Sobre estos actos persecutorios, Howard F. Vos comenta: “La persecución de Nerón es importante porque estableció el principio y el modo de perseguir a los cristianos, aunque no condujo a la persecución fuera de Roma”. Tras estos actos de intolerancia religiosa que tuvieron lugar en el reinado de uno de los hombres más crueles en la historia de la humanidad, vinieron nuevas y crueles persecuciones: la de Domiciano, la de Trajano, la de Marco Aurelio, la de Septimio Severo, la de Maximino, la de Decio, la de Valeriano y, la más grande de todas ellas, la de Diocleciano.

Tras el reinado de este último, se suscitó en Roma una fuerte lucha por el poder, resultando victorioso Constantino, bajo cuyo reinado la Iglesia católica consiguió por medio del Edicto de Milán (313) no sólo una libertad total, sino también protección y privilegios que la llevaron a olvidarse de la doctrina de amor que practicaron los primitivos cristianos, los cuales se caracterizaron por ser como fue Cristo Jesús, su gran maestro, un hombre manso y humilde de corazón, libre de sentimientos de odio, de venganza y de prácticas violentas.

Imitando el ejemplo de los emperadores romanos, no el de Cristo, la Iglesia católica recurrió en varias ocasiones a actos de violencia que empequeñecieron las acciones de crueldad de Nerón y de los demás perseguidores de la Iglesia primitiva. John Foxe, autor del famoso Libro de los Mártires, lo corrobora cuando nos habla de las despiadadas persecuciones que cometió la Roma Papal o Iglesia Jerárquica. Aquí sus palabras: “llegamos ahora a un periodo en el que la persecución, bajo el ropaje del cristianismo, cometió más enormidades que las que jamás infamaron los anales del paganismo”.

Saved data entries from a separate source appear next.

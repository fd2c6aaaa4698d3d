//! Fixed-interval refresh driving sample generation.
//!
//! The scheduler owns every [`ChannelBuffer`] and is the only code that
//! appends to them. Hosts call [`RefreshScheduler::poll`] from their own loop;
//! a poll runs at most one tick, so missed intervals are never replayed.

use std::sync::{Arc, Mutex, MutexGuard, PoisonError};
use std::time::{Duration, Instant};

use log::debug;

use crate::buffer::{ChannelBuffer, ChannelSet};
use crate::channel::Channel;
use crate::config::Config;
use crate::error::Result;
use crate::feed::DisplayFeed;
use crate::generator::{SampleGenerator, SampleSource, TickSample};

/// Scheduler lifecycle.
#[derive(Debug, Clone, Copy, PartialEq, Eq)]
pub enum SchedulerState {
    /// Waiting for the interval to elapse.
    Idle,
    /// Generating and appending readings for every channel.
    Ticking,
}

/// Periodic refresh loop over all channels.
#[derive(Debug)]
pub struct RefreshScheduler<S = SampleGenerator> {
    source: S,
    channels: ChannelSet,
    interval: Duration,
    state: SchedulerState,
    last_tick: Option<Instant>,
    tick_count: u64,
}

impl RefreshScheduler<SampleGenerator> {
    /// Scheduler with an entropy-seeded generator on the wall clock.
    ///
    /// # Errors
    ///
    /// Returns an error if the configuration does not validate.
    pub fn from_config(config: &Config) -> Result<Self> {
        Self::new(SampleGenerator::from_config(config), config)
    }

    /// Scheduler whose values are reproducible for a given seed.
    ///
    /// # Errors
    ///
    /// Returns an error if the configuration does not validate.
    pub fn seeded(config: &Config, seed: u64) -> Result<Self> {
        Self::new(SampleGenerator::seeded(config, seed), config)
    }
}

impl<S: SampleSource> RefreshScheduler<S> {
    /// Creates an idle scheduler with empty buffers.
    ///
    /// # Errors
    ///
    /// Returns an error if the configuration does not validate.
    pub fn new(source: S, config: &Config) -> Result<Self> {
        config.validate()?;
        Ok(Self {
            source,
            channels: ChannelSet::new(config.global.deque_size)?,
            interval: config.update_interval(),
            state: SchedulerState::Idle,
            last_tick: None,
            tick_count: 0,
        })
    }

    /// Returns true if a tick should run at `now`.
    ///
    /// The first poll is always due.
    #[must_use]
    pub fn is_due(&self, now: Instant) -> bool {
        match self.last_tick {
            None => true,
            Some(last) => now.saturating_duration_since(last) >= self.interval,
        }
    }

    /// Time left until the next tick is due (zero if already due).
    #[must_use]
    pub fn next_due(&self, now: Instant) -> Duration {
        match self.last_tick {
            None => Duration::ZERO,
            Some(last) => self
                .interval
                .saturating_sub(now.saturating_duration_since(last)),
        }
    }

    /// Runs one tick if the interval has elapsed. Returns whether it ticked.
    ///
    /// However late the poll, at most one tick runs and the next deadline is
    /// measured from `now`.
    pub fn poll(&mut self, now: Instant) -> bool {
        if !self.is_due(now) {
            return false;
        }
        self.tick_at(now);
        true
    }

    /// Runs one tick immediately, regardless of the interval.
    pub fn tick(&mut self) -> TickSample {
        self.tick_at(Instant::now())
    }

    fn tick_at(&mut self, completed: Instant) -> TickSample {
        self.state = SchedulerState::Ticking;

        let sample = self.source.sample_tick();
        for channel in Channel::ALL {
            self.channels.get_mut(channel).append(sample.get(channel));
        }

        self.tick_count += 1;
        self.last_tick = Some(completed);
        self.state = SchedulerState::Idle;

        debug!(
            "tick {}: day={:.1} night={:.1}",
            self.tick_count,
            sample.day.value(),
            sample.night.value()
        );
        sample
    }

    /// Read-only access to a channel's buffer.
    #[must_use]
    pub fn buffer(&self, channel: Channel) -> &ChannelBuffer {
        self.channels.get(channel)
    }

    /// Read-only access to all buffers.
    #[must_use]
    pub fn channels(&self) -> &ChannelSet {
        &self.channels
    }

    /// Pull API over the current buffers.
    #[must_use]
    pub fn feed(&self) -> DisplayFeed<'_> {
        DisplayFeed::new(&self.channels)
    }

    /// Current lifecycle state.
    #[must_use]
    pub fn state(&self) -> SchedulerState {
        self.state
    }

    /// Number of completed ticks.
    #[must_use]
    pub fn tick_count(&self) -> u64 {
        self.tick_count
    }

    /// Configured tick period.
    #[must_use]
    pub fn interval(&self) -> Duration {
        self.interval
    }
}

/// A scheduler behind one mutex, for hosts that read from other threads.
///
/// A whole tick runs under the lock, so a reader sees either all of a tick's
/// appends or none of them.
#[derive(Debug)]
pub struct SharedScheduler<S = SampleGenerator> {
    inner: Arc<Mutex<RefreshScheduler<S>>>,
}

impl<S> Clone for SharedScheduler<S> {
    fn clone(&self) -> Self {
        Self {
            inner: Arc::clone(&self.inner),
        }
    }
}

impl<S: SampleSource> SharedScheduler<S> {
    /// Wraps a scheduler.
    #[must_use]
    pub fn new(scheduler: RefreshScheduler<S>) -> Self {
        Self {
            inner: Arc::new(Mutex::new(scheduler)),
        }
    }

    fn lock(&self) -> MutexGuard<'_, RefreshScheduler<S>> {
        self.inner.lock().unwrap_or_else(PoisonError::into_inner)
    }

    /// See [`RefreshScheduler::poll`].
    pub fn poll(&self, now: Instant) -> bool {
        self.lock().poll(now)
    }

    /// See [`RefreshScheduler::tick`].
    pub fn tick(&self) -> TickSample {
        self.lock().tick()
    }

    /// Runs `f` against a consistent view of every buffer.
    pub fn read<T>(&self, f: impl FnOnce(DisplayFeed<'_>) -> T) -> T {
        let guard = self.lock();
        f(guard.feed())
    }

    /// Number of completed ticks.
    #[must_use]
    pub fn tick_count(&self) -> u64 {
        self.lock().tick_count()
    }
}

A pesar de las leyes actuales y de los Pactos Internacionales de Derechos Humanos, actualmente no estamos en condiciones de celebrar todavía el fin de persecuciones tan violentas como las que se perpetraron en la Edad Media contra las minorías religiosas no católicas.

Y lo digo porque, con diferente formato, estas persecuciones continúan dándose hasta el día de hoy. Ya no están en circulación los instrumentos de tortura de la inquisición, pero persisten las persecuciones mediáticas que tienen el mismo propósito que tenían las persecuciones del pasado: ayudar a que las mayorías religiosas conserven su estabilidad y privilegios.